Automatic surveillance system for detection of alkali-silica reactions

Danish Technological Institute has developed an automatic surveillance system that potentially can detect ongoing alkali-silica reactions at an early state and thus reduce the damage caused by the chemical reaction. The surveillance system is currently being tested in a full-scale setup on a highway concrete bridge located in Vallensbæk, Denmark (Figure 1).

Figure 1. A surveillance system for detection of ongoing alkali-silica reactions in concrete structures is currently being tested on a Danish highway bridge (picture on the left).
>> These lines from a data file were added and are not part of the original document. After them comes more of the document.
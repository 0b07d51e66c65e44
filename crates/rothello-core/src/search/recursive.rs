//! 再帰リファレンスエンジン
//!
//! 空きマスをビット順に走査するだけの素朴な fail-soft alpha-beta。
//! 並べ替えなし・置換表なし・ネイティブ再帰（深さは高々60+パスで
//! スタック的に安全）。`EndgameSolver` の検算オラクルとして使う。

use crate::bitboard::flip;
use crate::board::Board;
use crate::types::{Square, Value};

/// 局面の厳密ミニマックス値を再帰探索で求める
///
/// # Panics
/// `alpha >= beta`、またはマスクが重なっている場合（前提条件違反）。
pub fn solve_recursive(board: Board, alpha: Value, beta: Value) -> Value {
    assert!(alpha < beta, "degenerate search window: {alpha} >= {beta}");
    assert!(board.me & board.op == 0, "overlapping occupancy masks");
    alpha_beta(board, alpha, beta, false)
}

fn alpha_beta(board: Board, alpha: Value, beta: Value, passed_prev: bool) -> Value {
    let mut alpha = alpha;
    let mut result = Value::MIN;
    let mut moved = false;
    let mut bits = board.empty();
    while bits != 0 {
        let bit = bits & bits.wrapping_neg();
        bits &= bits - 1;
        let sq = Square::from_bit(bit);
        let flips = flip(board.me, board.op, sq);
        if flips != 0 {
            moved = true;
            result = result.max(-alpha_beta(board.apply(flips, sq), -beta, -alpha, false));
            if result >= beta {
                return result;
            }
            alpha = alpha.max(result);
        }
    }
    if !moved {
        if passed_prev {
            // 両者パス: 終局
            return board.final_score();
        }
        result = -alpha_beta(board.pass(), -beta, -alpha, true);
    }
    result
}
//! Single-component glob matching (`*`, `?`; no `[...]`, no `**`) and
//! path-pattern expansion.

use super::Vfs;

/// Matches a single path component `name` against `pattern`: `*` matches any
/// run of characters, `?` matches exactly one, everything else is literal.
pub fn match_component(pattern: &str, name: &str) -> bool {
    let p: Vec<char> = pattern.chars().collect();
    let n: Vec<char> = name.chars().collect();
    matches(&p, &n)
}

fn matches(p: &[char], n: &[char]) -> bool {
    match p.first() {
        None => n.is_empty(),
        Some('*') => matches(&p[1..], n) || (!n.is_empty() && matches(p, &n[1..])),
        Some('?') => !n.is_empty() && matches(&p[1..], &n[1..]),
        Some(c) => n.first() == Some(c) && matches(&p[1..], &n[1..]),
    }
}

impl Vfs {
    /// Expands `*`/`?` per path component of `pattern` (resolved against
    /// `cwd`), returning every matching absolute path. A pattern containing
    /// no wildcard characters that does not match anything is returned
    /// unchanged (the literal-passthrough convention shells use).
    pub fn glob_expand(&self, pattern: &str, cwd: &str) -> Vec<String> {
        let has_wildcard = pattern.contains('*') || pattern.contains('?');
        if !has_wildcard {
            return vec![pattern.to_string()];
        }

        let absolute =
            if pattern.starts_with('/') { pattern.to_string() } else { format!("{cwd}/{pattern}") };
        let comps: Vec<&str> = absolute.split('/').filter(|s| !s.is_empty()).collect();

        let mut results = self.expand_components(super::ROOT_ID, &comps, String::new());
        if results.is_empty() {
            return vec![pattern.to_string()];
        }
        results.sort();
        results
    }

    fn expand_components(&self, dir_id: super::InodeId, comps: &[&str], prefix: String) -> Vec<String> {
        let Some(first) = comps.first() else {
            return vec![if prefix.is_empty() { "/".to_string() } else { prefix }];
        };

        let Some(dir) = self.inode(dir_id) else {
            return Vec::new();
        };
        if !dir.is_dir() {
            return Vec::new();
        }

        let mut out = Vec::new();
        for (name, child_id) in dir.children.iter() {
            if name == "." || name == ".." {
                continue;
            }
            if match_component(first, name) {
                let next_prefix = format!("{prefix}/{name}");
                out.extend(self.expand_components(*child_id, &comps[1..], next_prefix));
            }
        }
        out
    }
}

#[cfg(test)]
mod tests {
    use super::*;

    #[test]
    fn star_matches_any_run() {
        assert!(match_component("*.txt", "a.txt"));
        assert!(match_component("*", ""));
        assert!(!match_component("*.txt", "a.rs"));
    }

    #[test]
    fn question_matches_exactly_one() {
        assert!(match_component("a?c", "abc"));
        assert!(!match_component("a?c", "ac"));
        assert!(!match_component("a?c", "abbc"));
    }
}
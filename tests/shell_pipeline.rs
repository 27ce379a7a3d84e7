//! Shell kernel end-to-end behaviour: quoting, chains, pipes,
//! redirections, privilege stacking and scripts.

mod common;

use common::boot_device;

#[test]
fn echo_redirect_cat_round_trip() {
    let mut device = boot_device();
    let out = device.execute("echo hello > /tmp/a && cat /tmp/a");
    assert_eq!(out, "hello\n");

    let out = device.execute("cat /tmp/a | wc -c");
    assert_eq!(out.trim(), "6");
}

#[test]
fn append_redirection_accumulates() {
    let mut device = boot_device();
    device.execute("echo one > /tmp/log");
    device.execute("echo two >> /tmp/log");
    assert_eq!(device.execute("cat /tmp/log"), "one\ntwo\n");
}

#[test]
fn chain_operators_respect_exit_codes() {
    let mut device = boot_device();
    let out = device.execute("cat /missing && echo yes");
    assert!(!out.contains("yes"));

    let out = device.execute("cat /missing || echo fallback");
    assert!(out.contains("fallback"));

    let out = device.execute("echo a; cat /missing; echo b");
    assert!(out.contains("a\n"));
    assert!(out.contains("b\n"));
}

#[test]
fn stderr_redirect_discards_to_dev_null() {
    let mut device = boot_device();
    let out = device.execute("cat /missing 2>/dev/null");
    assert_eq!(out, "");

    device.execute("cat /missing 2>/tmp/err");
    let err = device.execute("cat /tmp/err");
    assert!(err.contains("No such file or directory"));
}

#[test]
fn stdin_redirect_feeds_command() {
    let mut device = boot_device();
    device.execute("echo banana > /tmp/fruit\necho apple >> /tmp/fruit");
    let out = device.execute("sort < /tmp/fruit");
    assert_eq!(out, "apple\nbanana\n");
}

#[test]
fn quoting_keeps_apostrophes_and_spaces() {
    let mut device = boot_device();
    assert_eq!(device.execute("echo don't stop"), "don't stop\n");
    assert_eq!(device.execute(r#"echo "two  spaces""#), "two  spaces\n");
}

#[test]
fn env_export_and_expansion() {
    let mut device = boot_device();
    device.execute("export GREETING=hi");
    assert_eq!(device.execute("echo $GREETING world"), "hi world\n");
    assert_eq!(device.execute("echo ${GREETING}-there"), "hi-there\n");
    // Unknown variables pass through unexpanded.
    assert_eq!(device.execute("echo $NOPE"), "$NOPE\n");
}

#[test]
fn pipeline_through_grep_and_wc() {
    let mut device = boot_device();
    device.execute("echo alpha > /tmp/words\necho beta >> /tmp/words\necho gamma >> /tmp/words");
    let out = device.execute("cat /tmp/words | grep a | wc -l");
    assert_eq!(out.trim(), "3");
    let out = device.execute("cat /tmp/words | grep -v beta | wc -l");
    assert_eq!(out.trim(), "2");
}

#[test]
fn unknown_command_reports_127() {
    let mut device = boot_device();
    let out = device.execute("frobnicate");
    assert_eq!(out, "frobnicate: command not found\n");
    assert_eq!(device.execute("echo $?").trim(), "127");
}

#[test]
fn root_only_guard_blocks_unprivileged_useradd() {
    let mut device = boot_device();
    device.execute("su admin");
    let out = device.execute("useradd mallory");
    assert!(out.contains("Permission denied"));
    device.execute("exit");
    assert_eq!(device.execute("useradd mallory"), "");
}

#[test]
fn shadow_is_unreadable_for_regular_users() {
    let mut device = boot_device();
    device.execute("su admin");
    let out = device.execute("cat /etc/shadow");
    assert!(out.contains("Permission denied"), "unexpected: {out}");
    device.execute("exit");
    assert!(device.execute("cat /etc/shadow").contains("root:"));
}

#[test]
fn sudo_su_exit_returns_to_original_user() {
    let mut device = boot_device();
    device.execute("su admin");
    assert_eq!(device.execute("whoami"), "admin\n");

    device.execute("sudo su");
    assert_eq!(device.execute("whoami"), "root\n");

    // The documented "sudo su" unwind: exit returns to admin, not root
    // twice over.
    device.execute("exit");
    assert_eq!(device.execute("whoami"), "admin\n");
}

#[test]
fn script_executes_with_positional_parameters() {
    let mut device = boot_device();
    device.execute("echo '#!/bin/sh' > /tmp/greet.sh");
    device.execute("echo 'echo script $1 of $#' >> /tmp/greet.sh");
    device.execute("chmod +x /tmp/greet.sh");
    let out = device.execute("/tmp/greet.sh world");
    assert_eq!(out, "script world of 1\n");
}

#[test]
fn script_for_loop_and_arithmetic() {
    let mut device = boot_device();
    device.execute("echo 'TOTAL=0' > /tmp/sum.sh");
    device.execute("echo 'for N in 1 2 3; do' >> /tmp/sum.sh");
    device.execute("echo 'TOTAL=$((TOTAL + N))' >> /tmp/sum.sh");
    device.execute("echo 'done' >> /tmp/sum.sh");
    device.execute("echo 'echo total=$TOTAL' >> /tmp/sum.sh");
    let out = device.execute("/tmp/sum.sh");
    assert_eq!(out, "total=6\n");
}

#[test]
fn tee_duplicates_to_file_and_stdout() {
    let mut device = boot_device();
    let out = device.execute("echo payload | tee /tmp/copy");
    assert_eq!(out, "payload\n");
    assert_eq!(device.execute("cat /tmp/copy"), "payload\n");
}

#[test]
fn glob_expansion_in_listing() {
    let mut device = boot_device();
    device.execute("touch /tmp/a.txt /tmp/b.txt /tmp/c.log");
    let out = device.execute("ls /tmp/*.txt");
    assert!(out.contains("a.txt"));
    assert!(out.contains("b.txt"));
    assert!(!out.contains("c.log"));
}
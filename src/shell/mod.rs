//! Tokeniser, executor and script runner for the simulated shell.

pub mod context;
mod exec;
mod redirect;
mod script;
pub mod tokenizer;

pub use context::{ShellContext, SuFrame};
pub use exec::execute;

/// `getCompletions(partial) -> [string]`: command names for
/// the first word, VFS paths (directories suffixed `/`) thereafter.
/// A partial that trails a redirection operator still completes as a
/// path, never as a command name.
pub fn completions(ctx: &ShellContext, line: &str) -> Vec<String> {
    let is_first_word = !line.trim_start().contains(' ');
    let partial = line.rsplit(' ').next().unwrap_or(line);
    let redirect_target =
        partial.strip_prefix("2>>").or_else(|| partial.strip_prefix("2>"))
            .or_else(|| partial.strip_prefix(">>"))
            .or_else(|| partial.strip_prefix('>'))
            .or_else(|| partial.strip_prefix('<'));

    if let Some(target) = redirect_target {
        return complete_path(ctx, target);
    }
    if is_first_word {
        let mut names: Vec<String> = crate::commands::command_names()
            .into_iter()
            .map(|s| s.to_string())
            .filter(|n| n.starts_with(partial))
            .collect();
        names.sort();
        names.dedup();
        return names;
    }

    complete_path(ctx, partial)
}

fn complete_path(ctx: &ShellContext, partial: &str) -> Vec<String> {
    let (dir_part, prefix) = match partial.rsplit_once('/') {
        Some((d, p)) => (if d.is_empty() { "/".to_string() } else { d.to_string() }, p.to_string()),
        None => (ctx.cwd.clone(), partial.to_string()),
    };

    let Ok(entries) = ctx.vfs.list_dir(&dir_part, &ctx.cwd) else {
        return Vec::new();
    };

    let mut out = Vec::new();
    for (name, id) in entries {
        if name.starts_with(&prefix) {
            let is_dir = ctx.vfs.inode(id).map(|i| i.is_dir()).unwrap_or(false);
            let full = if partial.contains('/') {
                format!("{}/{name}", dir_part.trim_end_matches('/'))
            } else {
                name
            };
            out.push(if is_dir { format!("{full}/") } else { full });
        }
    }
    out.sort();
    out
}
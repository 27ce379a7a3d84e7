//! File manipulation commands deferring to [`crate::vfs::Vfs`] operations.

use crate::shell::context::ShellContext;
use crate::vfs;

use super::CommandResult;

fn glob_args(ctx: &ShellContext, args: &[String]) -> Vec<String> {
    args.iter().flat_map(|a| ctx.vfs.glob_expand(a, &ctx.cwd)).collect()
}

pub fn cat(ctx: &mut ShellContext, args: &[String], stdin: Option<&str>) -> CommandResult {
    let files = glob_args(ctx, args);
    if files.is_empty() {
        return (stdin.unwrap_or_default().to_string(), 0);
    }
    let mut out = String::new();
    let mut code = 0;
    for f in files {
        if let Err(e) = ctx.vfs.check_access(&f, &ctx.cwd, ctx.uid, ctx.gid, vfs::Access::Read) {
            out.push_str(&format!("cat: {f}: {e}\n"));
            code = 1;
            continue;
        }
        match ctx.vfs.read_file(&f, &ctx.cwd) {
            Ok(bytes) => out.push_str(&String::from_utf8_lossy(&bytes)),
            Err(e) => {
                out.push_str(&format!("cat: {f}: {e}\n"));
                code = 1;
            }
        }
    }
    (out, code)
}

pub fn echo(ctx: &mut ShellContext, args: &[String], _stdin: Option<&str>) -> CommandResult {
    let mut interpret_escapes = false;
    let mut no_newline = false;
    let mut words: Vec<&str> = Vec::new();
    for a in args {
        match a.as_str() {
            "-e" => interpret_escapes = true,
            "-n" => no_newline = true,
            "-E" => interpret_escapes = false,
            other => words.push(other),
        }
    }
    let joined = words.join(" ");
    let expanded = ctx.expand_vars(&joined);
    let mut out = if interpret_escapes { interpret_backslashes(&expanded) } else { expanded };
    if !no_newline {
        out.push('\n');
    }
    (out, 0)
}

fn interpret_backslashes(s: &str) -> String {
    let mut out = String::new();
    let mut chars = s.chars().peekable();
    while let Some(c) = chars.next() {
        if c == '\\' {
            match chars.next() {
                Some('n') => out.push('\n'),
                Some('t') => out.push('\t'),
                Some('r') => out.push('\r'),
                Some('0') => out.push('\0'),
                Some('\\') => out.push('\\'),
                Some(other) => {
                    out.push('\\');
                    out.push(other);
                }
                None => out.push('\\'),
            }
        } else {
            out.push(c);
        }
    }
    out
}

pub fn cp(ctx: &mut ShellContext, args: &[String], _stdin: Option<&str>) -> CommandResult {
    if args.len() < 2 {
        return ("cp: missing file operand\n".to_string(), 1);
    }
    let (srcs, dst) = args.split_at(args.len() - 1);
    let dst = &dst[0];
    let mut code = 0;
    let mut out = String::new();
    for src in srcs {
        let expanded = ctx.vfs.glob_expand(src, &ctx.cwd);
        for s in expanded {
            match ctx.vfs.read_file(&s, &ctx.cwd) {
                Ok(content) => {
                    let target = resolve_copy_target(ctx, &s, dst);
                    if let Err(e) = ctx.vfs.write_file(&target, &content, false, &ctx.cwd, ctx.uid, ctx.gid, ctx.umask) {
                        out.push_str(&format!("cp: cannot create '{target}': {e}\n"));
                        code = 1;
                    }
                }
                Err(e) => {
                    out.push_str(&format!("cp: cannot stat '{s}': {e}\n"));
                    code = 1;
                }
            }
        }
    }
    (out, code)
}

fn resolve_copy_target(ctx: &ShellContext, src: &str, dst: &str) -> String {
    let dst_abs = vfs::normalise(dst, &ctx.cwd);
    if let Ok(id) = ctx.vfs.resolve(&dst_abs, true) {
        if ctx.vfs.inode(id).map(|i| i.is_dir()).unwrap_or(false) {
            let base = src.rsplit('/').next().unwrap_or(src);
            return format!("{}/{}", dst_abs.trim_end_matches('/'), base);
        }
    }
    dst_abs
}

pub fn mv(ctx: &mut ShellContext, args: &[String], _stdin: Option<&str>) -> CommandResult {
    if args.len() != 2 {
        return ("mv: missing file operand\n".to_string(), 1);
    }
    match ctx.vfs.rename(&args[0], &args[1], &ctx.cwd) {
        Ok(()) => (String::new(), 0),
        Err(e) => (format!("mv: cannot move '{}' to '{}': {e}\n", args[0], args[1]), 1),
    }
}

pub fn rm(ctx: &mut ShellContext, args: &[String], _stdin: Option<&str>) -> CommandResult {
    let mut recursive = false;
    let mut force = false;
    let mut targets = Vec::new();
    for a in args {
        match a.as_str() {
            "-r" | "-R" | "--recursive" => recursive = true,
            "-f" | "--force" => force = true,
            "-rf" | "-fr" => {
                recursive = true;
                force = true;
            }
            other => targets.push(other.to_string()),
        }
    }
    let mut out = String::new();
    let mut code = 0;
    for t in &targets {
        for expanded in ctx.vfs.glob_expand(t, &ctx.cwd) {
            let result = if recursive { ctx.vfs.rmrf(&expanded, &ctx.cwd) } else { ctx.vfs.remove_file(&expanded, &ctx.cwd) };
            if let Err(e) = result {
                if !force {
                    out.push_str(&format!("rm: cannot remove '{expanded}': {e}\n"));
                    code = 1;
                }
            }
        }
    }
    (out, code)
}

pub fn mkdir(ctx: &mut ShellContext, args: &[String], _stdin: Option<&str>) -> CommandResult {
    let mut parents = false;
    let mut targets = Vec::new();
    for a in args {
        if a == "-p" || a == "--parents" {
            parents = true;
        } else {
            targets.push(a.clone());
        }
    }
    let mut out = String::new();
    let mut code = 0;
    for t in &targets {
        let result = if parents {
            ctx.vfs.mkdirp(t, None, &ctx.cwd, ctx.uid, ctx.gid, ctx.umask).map(|_| ())
        } else {
            ctx.vfs.mkdir(t, None, &ctx.cwd, ctx.uid, ctx.gid, ctx.umask).map(|_| ())
        };
        if let Err(e) = result {
            out.push_str(&format!("mkdir: cannot create directory '{t}': {e}\n"));
            code = 1;
        }
    }
    (out, code)
}

pub fn rmdir(ctx: &mut ShellContext, args: &[String], _stdin: Option<&str>) -> CommandResult {
    let mut out = String::new();
    let mut code = 0;
    for t in args {
        if let Err(e) = ctx.vfs.rmdir(t, &ctx.cwd) {
            out.push_str(&format!("rmdir: failed to remove '{t}': {e}\n"));
            code = 1;
        }
    }
    (out, code)
}

pub fn ln(ctx: &mut ShellContext, args: &[String], _stdin: Option<&str>) -> CommandResult {
    let mut symbolic = false;
    let mut positional = Vec::new();
    for a in args {
        if a == "-s" || a == "--symbolic" {
            symbolic = true;
        } else {
            positional.push(a.clone());
        }
    }
    if positional.len() != 2 {
        return ("ln: missing file operand\n".to_string(), 1);
    }
    let result = if symbolic {
        ctx.vfs.create_symlink(&positional[1], &positional[0], &ctx.cwd, ctx.uid, ctx.gid).map(|_| ())
    } else {
        ctx.vfs.create_hard_link(&positional[1], &positional[0], &ctx.cwd).map(|_| ())
    };
    match result {
        Ok(()) => (String::new(), 0),
        Err(e) => (format!("ln: failed to create link: {e}\n"), 1),
    }
}

pub fn pwd(ctx: &mut ShellContext, _args: &[String], _stdin: Option<&str>) -> CommandResult {
    (format!("{}\n", ctx.cwd), 0)
}

pub fn cd(ctx: &mut ShellContext, args: &[String], _stdin: Option<&str>) -> CommandResult {
    let target = args.first().cloned().unwrap_or_else(|| "/root".to_string());
    let normalised = vfs::normalise(&target, &ctx.cwd);
    match ctx.vfs.resolve(&normalised, true) {
        Ok(id) => {
            if !ctx.vfs.inode(id).map(|i| i.is_dir()).unwrap_or(false) {
                return (format!("cd: {target}: Not a directory\n"), 1);
            }
            if ctx
                .vfs
                .check_access(&normalised, "/", ctx.uid, ctx.gid, vfs::Access::Execute)
                .is_err()
            {
                return (format!("cd: {target}: Permission denied\n"), 1);
            }
            ctx.cwd = normalised;
            (String::new(), 0)
        }
        Err(e) => (format!("cd: {target}: {e}\n"), 1),
    }
}

pub fn tee(ctx: &mut ShellContext, args: &[String], stdin: Option<&str>) -> CommandResult {
    let append = args.iter().any(|a| a == "-a");
    let files: Vec<&String> = args.iter().filter(|a| a.as_str() != "-a").collect();
    let input = stdin.unwrap_or_default();
    let mut code = 0;
    for f in files {
        if let Err(e) = ctx.vfs.write_file(f, input.as_bytes(), append, &ctx.cwd, ctx.uid, ctx.gid, ctx.umask) {
            code = 1;
            return (format!("tee: {f}: {e}\n"), code);
        }
    }
    (input.to_string(), code)
}

pub fn touch(ctx: &mut ShellContext, args: &[String], _stdin: Option<&str>) -> CommandResult {
    let mut out = String::new();
    let mut code = 0;
    for t in args {
        if let Err(e) = ctx.vfs.touch(t, &ctx.cwd, ctx.uid, ctx.gid, ctx.umask) {
            out.push_str(&format!("touch: cannot touch '{t}': {e}\n"));
            code = 1;
        }
    }
    (out, code)
}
The installed datalogger is seen in the picture to the right.

Alkali-silica reaction is a reaction, which over time causes expansion of aggregates contained in concrete and subsequently can result in severe cracking of structures made of such concrete. A highly alkaline cement paste, reactive silica aggregates and sufficient moisture must be present in the concrete structure to trigger the chemical reaction. In Denmark as well as in other countries worldwide old existing bridges that are known to contain both alkaline cement paste and reactive aggregates exist. Such structures can be potentially threatened by the alkali-silica reaction. In worst case, the alkali-silica reaction can result in the demolition of the structure. 

In the developed surveillance system the chemical reaction is being detected by strain gages that are cast into bore holes made in the structure. The strain measurements together with local temperature and relative humidity measurements are collected by a data-logger that is based on an open source microcontroller Arduino Uno. The microcontroller has been extended with GSM capability that allows to wirelessly transfer the measured data from the bridge to a server for further post-processing and control. The data logger operates on batteries and allow for several years operation on single battery set. Thanks to the automatic surveillance system, any non-periodic long-term changes in deformation of the structure can registered and analysed allowing for early state detection of ongoing alkali-silica reaction.